▶ **THE TASK**:
Please reproduce the entries in full. Keep every character the same.

─── RECORDED DATA ───

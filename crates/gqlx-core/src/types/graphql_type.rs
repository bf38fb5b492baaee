use crate::types::EnumType;
use crate::types::Field;
use crate::types::GraphQLTypeKind;
use crate::types::InputObjectType;
use crate::types::InterfaceType;
use crate::types::ObjectType;
use crate::types::ScalarType;
use crate::types::UnionType;
use indexmap::IndexMap;
use std::fmt;
use std::sync::Arc;

/// A named type defined within a [`Schema`](crate::schema::Schema).
///
/// Cloning is cheap: every variant is reference counted. Two
/// [`GraphQLType`]s are equal when they refer to the same definition.
#[derive(Clone)]
pub enum GraphQLType {
    Enum(Arc<EnumType>),
    InputObject(Arc<InputObjectType>),
    Interface(Arc<InterfaceType>),
    Object(Arc<ObjectType>),
    Scalar(Arc<ScalarType>),
    Union(Arc<UnionType>),
}
impl GraphQLType {
    pub fn name(&self) -> &str {
        match self {
            Self::Enum(t) => t.name(),
            Self::InputObject(t) => t.name(),
            Self::Interface(t) => t.name(),
            Self::Object(t) => t.name(),
            Self::Scalar(t) => t.name(),
            Self::Union(t) => t.name(),
        }
    }

    pub fn description(&self) -> Option<&str> {
        match self {
            Self::Enum(t) => t.description(),
            Self::InputObject(t) => t.description(),
            Self::Interface(t) => t.description(),
            Self::Object(t) => t.description(),
            Self::Scalar(t) => t.description(),
            Self::Union(t) => t.description(),
        }
    }

    pub fn kind(&self) -> GraphQLTypeKind {
        self.into()
    }

    pub fn as_enum(&self) -> Option<&Arc<EnumType>> {
        if let Self::Enum(t) = self { Some(t) } else { None }
    }

    pub fn as_input_object(&self) -> Option<&Arc<InputObjectType>> {
        if let Self::InputObject(t) = self { Some(t) } else { None }
    }

    pub fn as_interface(&self) -> Option<&Arc<InterfaceType>> {
        if let Self::Interface(t) = self { Some(t) } else { None }
    }

    pub fn as_object(&self) -> Option<&Arc<ObjectType>> {
        if let Self::Object(t) = self { Some(t) } else { None }
    }

    pub fn as_scalar(&self) -> Option<&Arc<ScalarType>> {
        if let Self::Scalar(t) = self { Some(t) } else { None }
    }

    pub fn as_union(&self) -> Option<&Arc<UnionType>> {
        if let Self::Union(t) = self { Some(t) } else { None }
    }

    /// Interfaces and unions.
    pub fn is_abstract(&self) -> bool {
        matches!(self, Self::Interface(_) | Self::Union(_))
    }

    /// Objects, interfaces and unions.
    pub fn is_composite(&self) -> bool {
        matches!(self, Self::Interface(_) | Self::Object(_) | Self::Union(_))
    }

    /// Scalars and enums.
    pub fn is_leaf(&self) -> bool {
        matches!(self, Self::Enum(_) | Self::Scalar(_))
    }

    /// https://spec.graphql.org/October2021/#IsInputType()
    pub fn is_input_type(&self) -> bool {
        matches!(self, Self::Enum(_) | Self::InputObject(_) | Self::Scalar(_))
    }

    /// https://spec.graphql.org/October2021/#IsOutputType()
    pub fn is_output_type(&self) -> bool {
        !matches!(self, Self::InputObject(_))
    }

    /// The output fields of an object or interface type.
    pub fn fields(&self) -> Option<&IndexMap<String, Field>> {
        match self {
            Self::Interface(t) => Some(t.fields()),
            Self::Object(t) => Some(t.fields()),
            _ => None,
        }
    }

    /// The interfaces an object or interface type implements. Empty for
    /// every other kind.
    pub fn interface_names(&self) -> Vec<&str> {
        match self {
            Self::Interface(t) => t.interface_names(),
            Self::Object(t) => t.interface_names(),
            _ => vec![],
        }
    }
}
impl PartialEq for GraphQLType {
    fn eq(&self, other: &Self) -> bool {
        match (self, other) {
            (Self::Enum(a), Self::Enum(b)) => Arc::ptr_eq(a, b),
            (Self::InputObject(a), Self::InputObject(b)) => Arc::ptr_eq(a, b),
            (Self::Interface(a), Self::Interface(b)) => Arc::ptr_eq(a, b),
            (Self::Object(a), Self::Object(b)) => Arc::ptr_eq(a, b),
            (Self::Scalar(a), Self::Scalar(b)) => Arc::ptr_eq(a, b),
            (Self::Union(a), Self::Union(b)) => Arc::ptr_eq(a, b),
            _ => false,
        }
    }
}
impl fmt::Debug for GraphQLType {
    fn fmt(&self, f: &mut fmt::Formatter<'_>) -> fmt::Result {
        write!(f, "GraphQLType::{:?}({})", self.kind(), self.name())
    }
}

impl From<EnumType> for GraphQLType {
    fn from(t: EnumType) -> Self {
        Self::Enum(Arc::new(t))
    }
}

impl From<InputObjectType> for GraphQLType {
    fn from(t: InputObjectType) -> Self {
        Self::InputObject(Arc::new(t))
    }
}

impl From<InterfaceType> for GraphQLType {
    fn from(t: InterfaceType) -> Self {
        Self::Interface(Arc::new(t))
    }
}

impl From<ObjectType> for GraphQLType {
    fn from(t: ObjectType) -> Self {
        Self::Object(Arc::new(t))
    }
}

impl From<ScalarType> for GraphQLType {
    fn from(t: ScalarType) -> Self {
        Self::Scalar(Arc::new(t))
    }
}

impl From<UnionType> for GraphQLType {
    fn from(t: UnionType) -> Self {
        Self::Union(Arc::new(t))
    }
}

───

▶ **RESULT FOR THIS TASK**:
filename crates/gqlx-core/src/types/graphql_type.rs
repository bf38fb5b492baaee
use crate::types::EnumType;
use crate::types::Field;
use crate::types::GraphQLTypeKind;
use crate::types::InputObjectType;
use crate::types::InterfaceType;
use crate::types::ObjectType;
use crate::types::ScalarType;
use crate::types::UnionType;
use indexmap::IndexMap;
use std::fmt;
use std::sync::Arc;

/// A named type defined within a [`Schema`](crate::schema::Schema).
///
/// Cloning is cheap: every variant is reference counted. Two
/// [`GraphQLType`]s are equal when they refer to the same definition.
#[derive(Clone)]
pub enum GraphQLType {
    Enum(Arc<EnumType>),
    InputObject(Arc<InputObjectType>),
    Interface(Arc<InterfaceType>),
    Object(Arc<ObjectType>),
    Scalar(Arc<ScalarType>),
    Union(Arc<UnionType>),
}
impl GraphQLType {
    pub fn name(&self) -> &str {
        match self {
            Self::Enum(t) => t.name(),
            Self::InputObject(t) => t.name(),
            Self::Interface(t) => t.name(),
            Self::Object(t) => t.name(),
            Self::Scalar(t) => t.name(),
            Self::Union(t) => t.name(),
        }
    }

    pub fn description(&self) -> Option<&str> {
        match self {
            Self::Enum(t) => t.description(),
            Self::InputObject(t) => t.description(),
            Self::Interface(t) => t.description(),
            Self::Object(t) => t.description(),
            Self::Scalar(t) => t.description(),
            Self::Union(t) => t.description(),
        }
    }

    pub fn kind(&self) -> GraphQLTypeKind {
        self.into()
    }

    pub fn as_enum(&self) -> Option<&Arc<EnumType>> {
        if let Self::Enum(t) = self { Some(t) } else { None }
    }

    pub fn as_input_object(&self) -> Option<&Arc<InputObjectType>> {
        if let Self::InputObject(t) = self { Some(t) } else { None }
    }

    pub fn as_interface(&self) -> Option<&Arc<InterfaceType>> {
        if let Self::Interface(t) = self { Some(t) } else { None }
    }

    pub fn as_object(&self) -> Option<&Arc<ObjectType>> {
        if let Self::Object(t) = self { Some(t) } else { None }
    }

    pub fn as_scalar(&self) -> Option<&Arc<ScalarType>> {
        if let Self::Scalar(t) = self { Some(t) } else { None }
    }

    pub fn as_union(&self) -> Option<&Arc<UnionType>> {
        if let Self::Union(t) = self { Some(t) } else { None }
    }

    /// Interfaces and unions.
    pub fn is_abstract(&self) -> bool {
        matches!(self, Self::Interface(_) | Self::Union(_))
    }

    /// Objects, interfaces and unions.
    pub fn is_composite(&self) -> bool {
        matches!(self, Self::Interface(_) | Self::Object(_) | Self::Union(_))
    }

    /// Scalars and enums.
    pub fn is_leaf(&self) -> bool {
        matches!(self, Self::Enum(_) | Self::Scalar(_))
    }

    /// https://spec.graphql.org/October2021/#IsInputType()
    pub fn is_input_type(&self) -> bool {
        matches!(self, Self::Enum(_) | Self::InputObject(_) | Self::Scalar(_))
    }

    /// https://spec.graphql.org/October2021/#IsOutputType()
    pub fn is_output_type(&self) -> bool {
        !matches!(self, Self::InputObject(_))
    }

    /// The output fields of an object or interface type.
    pub fn fields(&self) -> Option<&IndexMap<String, Field>> {
        match self {
            Self::Interface(t) => Some(t.fields()),
            Self::Object(t) => Some(t.fields()),
            _ => None,
        }
    }

    /// The interfaces an object or interface type implements. Empty for
    /// every other kind.
    pub fn interface_names(&self) -> Vec<&str> {
        match self {
            Self::Interface(t) => t.interface_names(),
            Self::Object(t) => t.interface_names(),
            _ => vec![],
        }
    }
}
impl PartialEq for GraphQLType {
    fn eq(&self, other: &Self) -> bool {
        match (self, other) {
            (Self::Enum(a), Self::Enum(b)) => Arc::ptr_eq(a, b),
            (Self::InputObject(a), Self::InputObject(b)) => Arc::ptr_eq(a, b),
            (Self::Interface(a), Self::Interface(b)) => Arc::ptr_eq(a, b),
            (Self::Object(a), Self::Object(b)) => Arc::ptr_eq(a, b),
            (Self::Scalar(a), Self::Scalar(b)) => Arc::ptr_eq(a, b),
            (Self::Union(a), Self::Union(b)) => Arc::ptr_eq(a, b),
            _ => false,
        }
    }
}
impl fmt::Debug for GraphQLType {
    fn fmt(&self, f: &mut fmt::Formatter<'_>) -> fmt::Result {
        write!(f, "GraphQLType::{:?}({})", self.kind(), self.name())
    }
}

impl From<EnumType> for GraphQLType {
    fn from(t: EnumType) -> Self {
        Self::Enum(Arc::new(t))
    }
}

impl From<InputObjectType> for GraphQLType {
    fn from(t: InputObjectType) -> Self {
        Self::InputObject(Arc::new(t))
    }
}

impl From<InterfaceType> for GraphQLType {
    fn from(t: InterfaceType) -> Self {
        Self::Interface(Arc::new(t))
    }
}

impl From<ObjectType> for GraphQLType {
    fn from(t: ObjectType) -> Self {
        Self::Object(Arc::new(t))
    }
}

impl From<ScalarType> for GraphQLType {
    fn from(t: ScalarType) -> Self {
        Self::Scalar(Arc::new(t))
    }
}

impl From<UnionType> for GraphQLType {
    fn from(t: UnionType) -> Self {
        Self::Union(Arc::new(t))
    }
}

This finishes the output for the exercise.